[Stored data entries]
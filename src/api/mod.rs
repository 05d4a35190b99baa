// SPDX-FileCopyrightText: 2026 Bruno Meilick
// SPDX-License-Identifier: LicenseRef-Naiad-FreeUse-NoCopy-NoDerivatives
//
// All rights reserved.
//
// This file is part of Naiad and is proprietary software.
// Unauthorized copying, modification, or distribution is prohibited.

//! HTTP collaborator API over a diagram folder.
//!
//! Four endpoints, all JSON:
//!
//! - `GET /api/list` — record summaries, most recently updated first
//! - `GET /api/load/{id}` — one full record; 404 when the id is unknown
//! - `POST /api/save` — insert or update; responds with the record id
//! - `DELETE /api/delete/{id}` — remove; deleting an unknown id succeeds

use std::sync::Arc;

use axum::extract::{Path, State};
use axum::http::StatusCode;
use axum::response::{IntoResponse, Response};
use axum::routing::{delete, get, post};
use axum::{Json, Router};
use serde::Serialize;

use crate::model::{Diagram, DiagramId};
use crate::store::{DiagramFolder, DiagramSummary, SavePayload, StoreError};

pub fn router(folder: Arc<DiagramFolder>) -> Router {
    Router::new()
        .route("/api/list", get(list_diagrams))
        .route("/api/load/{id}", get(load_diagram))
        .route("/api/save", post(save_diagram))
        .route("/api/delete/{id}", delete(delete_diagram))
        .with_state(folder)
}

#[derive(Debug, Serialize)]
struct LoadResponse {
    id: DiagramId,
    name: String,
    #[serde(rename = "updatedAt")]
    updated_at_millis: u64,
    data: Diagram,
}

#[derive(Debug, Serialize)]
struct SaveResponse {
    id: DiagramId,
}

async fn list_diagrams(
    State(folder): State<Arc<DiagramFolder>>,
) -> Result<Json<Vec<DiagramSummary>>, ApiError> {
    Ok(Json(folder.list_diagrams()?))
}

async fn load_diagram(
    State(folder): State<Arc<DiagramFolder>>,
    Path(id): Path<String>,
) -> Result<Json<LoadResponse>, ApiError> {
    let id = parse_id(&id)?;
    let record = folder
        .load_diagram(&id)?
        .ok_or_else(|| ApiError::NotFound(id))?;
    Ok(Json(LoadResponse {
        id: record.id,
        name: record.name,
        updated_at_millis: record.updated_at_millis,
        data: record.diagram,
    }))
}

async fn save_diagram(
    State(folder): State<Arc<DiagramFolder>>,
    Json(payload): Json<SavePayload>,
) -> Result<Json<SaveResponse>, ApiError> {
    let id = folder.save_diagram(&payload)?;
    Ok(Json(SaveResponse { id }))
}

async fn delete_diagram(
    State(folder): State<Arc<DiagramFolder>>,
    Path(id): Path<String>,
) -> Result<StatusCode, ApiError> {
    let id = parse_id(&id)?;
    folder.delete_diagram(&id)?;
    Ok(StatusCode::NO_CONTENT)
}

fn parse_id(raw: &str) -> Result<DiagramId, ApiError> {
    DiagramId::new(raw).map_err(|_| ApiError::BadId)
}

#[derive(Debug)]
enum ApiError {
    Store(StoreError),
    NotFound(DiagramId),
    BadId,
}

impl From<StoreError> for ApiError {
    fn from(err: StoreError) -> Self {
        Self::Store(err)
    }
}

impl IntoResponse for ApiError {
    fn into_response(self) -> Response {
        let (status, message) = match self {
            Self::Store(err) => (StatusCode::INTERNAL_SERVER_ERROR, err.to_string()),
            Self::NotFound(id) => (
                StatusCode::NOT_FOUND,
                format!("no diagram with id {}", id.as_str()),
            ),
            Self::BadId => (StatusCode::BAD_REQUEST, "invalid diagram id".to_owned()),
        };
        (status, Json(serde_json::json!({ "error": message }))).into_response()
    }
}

**Task statement**:
Nothing in the records may change; output all of them exactly.

**Result of this task**:
filename src/api/mod.rs
repository 05d4a35190b99baa
// SPDX-FileCopyrightText: 2026 Bruno Meilick
// SPDX-License-Identifier: LicenseRef-Naiad-FreeUse-NoCopy-NoDerivatives
//
// All rights reserved.
//
// This file is part of Naiad and is proprietary software.
// Unauthorized copying, modification, or distribution is prohibited.

//! HTTP collaborator API over a diagram folder.
//!
//! Four endpoints, all JSON:
//!
//! - `GET /api/list` — record summaries, most recently updated first
//! - `GET /api/load/{id}` — one full record; 404 when the id is unknown
//! - `POST /api/save` — insert or update; responds with the record id
//! - `DELETE /api/delete/{id}` — remove; deleting an unknown id succeeds

use std::sync::Arc;

use axum::extract::{Path, State};
use axum::http::StatusCode;
use axum::response::{IntoResponse, Response};
use axum::routing::{delete, get, post};
use axum::{Json, Router};
use serde::Serialize;

use crate::model::{Diagram, DiagramId};
use crate::store::{DiagramFolder, DiagramSummary, SavePayload, StoreError};

pub fn router(folder: Arc<DiagramFolder>) -> Router {
    Router::new()
        .route("/api/list", get(list_diagrams))
        .route("/api/load/{id}", get(load_diagram))
        .route("/api/save", post(save_diagram))
        .route("/api/delete/{id}", delete(delete_diagram))
        .with_state(folder)
}

#[derive(Debug, Serialize)]
struct LoadResponse {
    id: DiagramId,
    name: String,
    #[serde(rename = "updatedAt")]
    updated_at_millis: u64,
    data: Diagram,
}

#[derive(Debug, Serialize)]
struct SaveResponse {
    id: DiagramId,
}

async fn list_diagrams(
    State(folder): State<Arc<DiagramFolder>>,
) -> Result<Json<Vec<DiagramSummary>>, ApiError> {
    Ok(Json(folder.list_diagrams()?))
}

async fn load_diagram(
    State(folder): State<Arc<DiagramFolder>>,
    Path(id): Path<String>,
) -> Result<Json<LoadResponse>, ApiError> {
    let id = parse_id(&id)?;
    let record = folder
        .load_diagram(&id)?
        .ok_or_else(|| ApiError::NotFound(id))?;
    Ok(Json(LoadResponse {
        id: record.id,
        name: record.name,
        updated_at_millis: record.updated_at_millis,
        data: record.diagram,
    }))
}

async fn save_diagram(
    State(folder): State<Arc<DiagramFolder>>,
    Json(payload): Json<SavePayload>,
) -> Result<Json<SaveResponse>, ApiError> {
    let id = folder.save_diagram(&payload)?;
    Ok(Json(SaveResponse { id }))
}

async fn delete_diagram(
    State(folder): State<Arc<DiagramFolder>>,
    Path(id): Path<String>,
) -> Result<StatusCode, ApiError> {
    let id = parse_id(&id)?;
    folder.delete_diagram(&id)?;
    Ok(StatusCode::NO_CONTENT)
}

fn parse_id(raw: &str) -> Result<DiagramId, ApiError> {
    DiagramId::new(raw).map_err(|_| ApiError::BadId)
}

#[derive(Debug)]
enum ApiError {
    Store(StoreError),
    NotFound(DiagramId),
    BadId,
}

impl From<StoreError> for ApiError {
    fn from(err: StoreError) -> Self {
        Self::Store(err)
    }
}

impl IntoResponse for ApiError {
    fn into_response(self) -> Response {
        let (status, message) = match self {
            Self::Store(err) => (StatusCode::INTERNAL_SERVER_ERROR, err.to_string()),
            Self::NotFound(id) => (
                StatusCode::NOT_FOUND,
                format!("no diagram with id {}", id.as_str()),
            ),
            Self::BadId => (StatusCode::BAD_REQUEST, "invalid diagram id".to_owned()),
        };
        (status, Json(serde_json::json!({ "error": message }))).into_response()
    }
}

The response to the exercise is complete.